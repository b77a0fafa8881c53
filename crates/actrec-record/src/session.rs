//! # Synthesis Session
//!
//! One session turns one request into one activation record. It owns its
//! issuance time (read once from the injected [`Clock`]), its RNG and its
//! serial allocator. Nothing is shared with other sessions except the
//! read-only [`SynthesisConfig`].
//!
//! ## Stages
//!
//! ```text
//! Decoding ─▶ ChainBuilding ─▶ CertIssuing ─▶ TicketSigning ─▶ TokenSigning ─▶ Assembling ─▶ Done
//!    │              │               │               │                │              │
//!    └──────────────┴───────────────┴───── Failed { stage, reason } ─┴──────────────┘
//! ```
//!
//! Stages run strictly in order; there are no retries. A failed session is
//! terminal and the caller starts a new one. Key material lives inside the
//! session and is dropped (and zeroized) on every exit path.

use serde::{Deserialize, Serialize};
use thiserror::Error;

use actrec_core::{ActivationError, Clock, DeviceAttributes, SynthesisConfig, Timestamp};
use actrec_crypto::{
    encode_pem_bundle, session_rng, CertifiedKey, Certificate, Issuer, SerialAllocator,
    TrustChain,
};
use rand::rngs::StdRng;

use crate::record::ActivationRecord;
use crate::request::decode_attributes;
use crate::ticket::SignedTicket;
use crate::token::{AccountTokenPayload, SignedToken};

// ─── Stages ──────────────────────────────────────────────────────────

/// A step of the synthesis pipeline.
#[derive(Debug, Clone, Copy, PartialEq, Eq, Hash, Serialize, Deserialize)]
pub enum Stage {
    /// Request decoding and identifier resolution.
    Decoding,
    /// Root CA and Device CA generation.
    ChainBuilding,
    /// Server and device certificate issuance.
    CertIssuing,
    /// CMS ticket signing.
    TicketSigning,
    /// Account token rendering and signing.
    TokenSigning,
    /// Record serialization.
    Assembling,
}

impl Stage {
    /// Every stage in execution order.
    pub const ALL: [Stage; 6] = [
        Stage::Decoding,
        Stage::ChainBuilding,
        Stage::CertIssuing,
        Stage::TicketSigning,
        Stage::TokenSigning,
        Stage::Assembling,
    ];

    /// Stage name.
    pub fn name(&self) -> &'static str {
        match self {
            Self::Decoding => "Decoding",
            Self::ChainBuilding => "ChainBuilding",
            Self::CertIssuing => "CertIssuing",
            Self::TicketSigning => "TicketSigning",
            Self::TokenSigning => "TokenSigning",
            Self::Assembling => "Assembling",
        }
    }

}

impl std::fmt::Display for Stage {
    fn fmt(&self, f: &mut std::fmt::Formatter<'_>) -> std::fmt::Result {
        f.write_str(self.name())
    }
}

/// Where a session is in its lifecycle.
#[derive(Debug, Clone, PartialEq, Eq, Serialize, Deserialize)]
pub enum SessionState {
    /// Created, nothing run yet.
    Pending,
    /// Executing `Stage`.
    Running(Stage),
    /// Record produced.
    Done,
    /// Aborted in `stage`.
    Failed {
        /// Stage that failed.
        stage: Stage,
        /// Error text.
        reason: String,
    },
}

impl SessionState {
    /// Whether no further stage can run.
    pub fn is_terminal(&self) -> bool {
        matches!(self, Self::Done | Self::Failed { .. })
    }
}

// ─── Errors ──────────────────────────────────────────────────────────

/// A session failure, tagged with the stage that failed.
#[derive(Error, Debug)]
#[error("activation session failed during {stage}: {source}")]
pub struct SessionError {
    /// Stage that failed.
    pub stage: Stage,
    /// Underlying error.
    #[source]
    pub source: ActivationError,
}

impl SessionError {
    /// Whether retrying with corrected input can succeed.
    pub fn is_recoverable(&self) -> bool {
        self.source.is_recoverable()
    }
}

// ─── Artifacts ───────────────────────────────────────────────────────

/// Everything a successful session produced, minus private keys.
#[derive(Debug, Clone)]
pub struct SessionArtifacts {
    /// Resolved device attributes.
    pub attributes: DeviceAttributes,
    /// Issuance time shared by every certificate and the ticket.
    pub issued_at: Timestamp,
    /// Self-signed Root CA certificate.
    pub root_certificate: Certificate,
    /// Device CA certificate.
    pub device_ca_certificate: Certificate,
    /// Activation server certificate.
    pub server_certificate: Certificate,
    /// Device certificate.
    pub device_certificate: Certificate,
    /// CMS ticket.
    pub ticket: SignedTicket,
    /// Token fields.
    pub token: AccountTokenPayload,
    /// Rendered token and its signature.
    pub signed_token: SignedToken,
    /// The assembled record.
    pub record: ActivationRecord,
    /// XML serialization of `record`.
    pub document: Vec<u8>,
    /// Stages completed, in order.
    pub stages: Vec<Stage>,
}

// ─── The Session ─────────────────────────────────────────────────────

/// Input a session starts from.
#[derive(Debug, Clone, Copy)]
pub enum SessionInput<'a> {
    /// Raw request property-list bytes.
    Request(&'a [u8]),
    /// Already-resolved attributes.
    Attributes(&'a DeviceAttributes),
}

/// A single synthesis run.
pub struct Session<'c> {
    config: &'c SynthesisConfig,
    issued_at: Timestamp,
    rng: StdRng,
    serials: SerialAllocator,
    state: SessionState,
    stages: Vec<Stage>,
}

impl<'c> Session<'c> {
    /// Create a session, reading the issuance time from `clock` once.
    pub fn new(config: &'c SynthesisConfig, clock: &dyn Clock) -> Self {
        let issued_at = clock.now();
        Self {
            config,
            issued_at,
            rng: session_rng(config.rng_seed),
            serials: SerialAllocator::seeded_from(issued_at),
            state: SessionState::Pending,
            stages: Vec::new(),
        }
    }

    /// Current lifecycle state.
    pub fn state(&self) -> &SessionState {
        &self.state
    }

    /// Issuance time of this session.
    pub fn issued_at(&self) -> Timestamp {
        self.issued_at
    }

    /// Run every stage. The session ends in `Done` or `Failed`.
    pub fn run(&mut self, input: SessionInput<'_>) -> Result<SessionArtifacts, SessionError> {
        if self.state != SessionState::Pending {
            return Err(SessionError {
                stage: Stage::Decoding,
                source: ActivationError::Decode("session has already run".into()),
            });
        }
        let config = self.config;

        let attributes = self.step(Stage::Decoding, |_| match input {
            SessionInput::Request(bytes) => decode_attributes(bytes, &config.fallback),
            SessionInput::Attributes(attrs) => Ok(attrs.clone()),
        })?;

        let chain = self.step(Stage::ChainBuilding, |s| {
            Ok(TrustChain::build(
                &mut s.rng,
                config.key_bits,
                &mut s.serials,
                s.issued_at,
                &config.validity,
            )?)
        })?;

        let (server, device) = self.step(Stage::CertIssuing, |s| {
            let mut issuer = Issuer::new(
                &chain,
                &mut s.rng,
                &mut s.serials,
                config.key_bits,
                s.issued_at,
                &config.validity,
            );
            let server = issuer.issue_server(&config.service_host)?;
            let device =
                issuer.issue_device(&attributes.serial_number(), &attributes.product_type())?;
            Ok((server, device))
        })?;

        let ticket = self.step(Stage::TicketSigning, |s| {
            SignedTicket::issue(&attributes, s.issued_at, &server)
        })?;

        let (token, signed_token) = self.step(Stage::TokenSigning, |_| {
            let token = AccountTokenPayload::new(&attributes, &ticket, config);
            let signed = token.sign(&server)?;
            Ok((token, signed))
        })?;

        let (record, document) = self.step(Stage::Assembling, |_| {
            let record = assemble(config, &chain, &server, &device, &signed_token)?;
            let document = record.to_xml()?;
            Ok((record, document))
        })?;

        self.state = SessionState::Done;
        tracing::info!(
            product_type = %attributes.product_type(),
            substituted = attributes.substituted().count(),
            blank = attributes.blank().count(),
            "activation record synthesized"
        );

        Ok(SessionArtifacts {
            issued_at: self.issued_at,
            root_certificate: chain.root().certificate().clone(),
            device_ca_certificate: chain.device_ca().certificate().clone(),
            server_certificate: server.certificate().clone(),
            device_certificate: device.certificate().clone(),
            attributes,
            ticket,
            token,
            signed_token,
            record,
            document,
            stages: self.stages.clone(),
        })
    }

    fn step<T>(
        &mut self,
        stage: Stage,
        f: impl FnOnce(&mut Self) -> Result<T, ActivationError>,
    ) -> Result<T, SessionError> {
        self.state = SessionState::Running(stage);
        tracing::debug!(%stage, "session stage started");
        match f(self) {
            Ok(value) => {
                self.stages.push(stage);
                Ok(value)
            }
            Err(source) => {
                tracing::warn!(%stage, error = %source, "session stage failed");
                self.state = SessionState::Failed {
                    stage,
                    reason: source.to_string(),
                };
                Err(SessionError { stage, source })
            }
        }
    }
}

impl std::fmt::Debug for Session<'_> {
    fn fmt(&self, f: &mut std::fmt::Formatter<'_>) -> std::fmt::Result {
        f.debug_struct("Session")
            .field("issued_at", &self.issued_at)
            .field("state", &self.state)
            .field("stages", &self.stages)
            .finish_non_exhaustive()
    }
}

fn assemble(
    config: &SynthesisConfig,
    chain: &TrustChain,
    server: &CertifiedKey,
    device: &CertifiedKey,
    signed_token: &SignedToken,
) -> Result<ActivationRecord, ActivationError> {
    let bundle = encode_pem_bundle([
        device.certificate(),
        chain.device_ca().certificate(),
        chain.root().certificate(),
    ])
    .map_err(|e| ActivationError::Serialization(e.to_string()))?;
    let der = |ck: &CertifiedKey| {
        ck.certificate_der()
            .map_err(|e| ActivationError::Serialization(e.to_string()))
    };

    Ok(ActivationRecord {
        unbrick: config.unbrick,
        account_token_certificate: der(server)?,
        device_certificate: der(device)?,
        regulatory_info: config.regulatory_info.as_bytes().to_vec(),
        fairplay_key_data: config.fairplay_key_data.as_bytes().to_vec(),
        account_token: signed_token.payload.clone(),
        account_token_signature: signed_token.signature.clone(),
        unique_device_certificate: bundle.into_bytes(),
    })
}

// ─── Entry Points ────────────────────────────────────────────────────

/// Synthesize a record from request bytes.
pub fn generate(
    request: &[u8],
    config: &SynthesisConfig,
    clock: &dyn Clock,
) -> Result<SessionArtifacts, SessionError> {
    Session::new(config, clock).run(SessionInput::Request(request))
}

/// Synthesize a record from already-resolved attributes.
pub fn generate_from_attributes(
    attributes: &DeviceAttributes,
    config: &SynthesisConfig,
    clock: &dyn Clock,
) -> Result<SessionArtifacts, SessionError> {
    Session::new(config, clock).run(SessionInput::Attributes(attributes))
}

- - - -

For each line of the entries that contains the word "Deserialize", make a copy.

use serde::{Deserialize, Serialize};
#[derive(Debug, Clone, Copy, PartialEq, Eq, Hash, Serialize, Deserialize)]
#[derive(Debug, Clone, PartialEq, Eq, Serialize, Deserialize)]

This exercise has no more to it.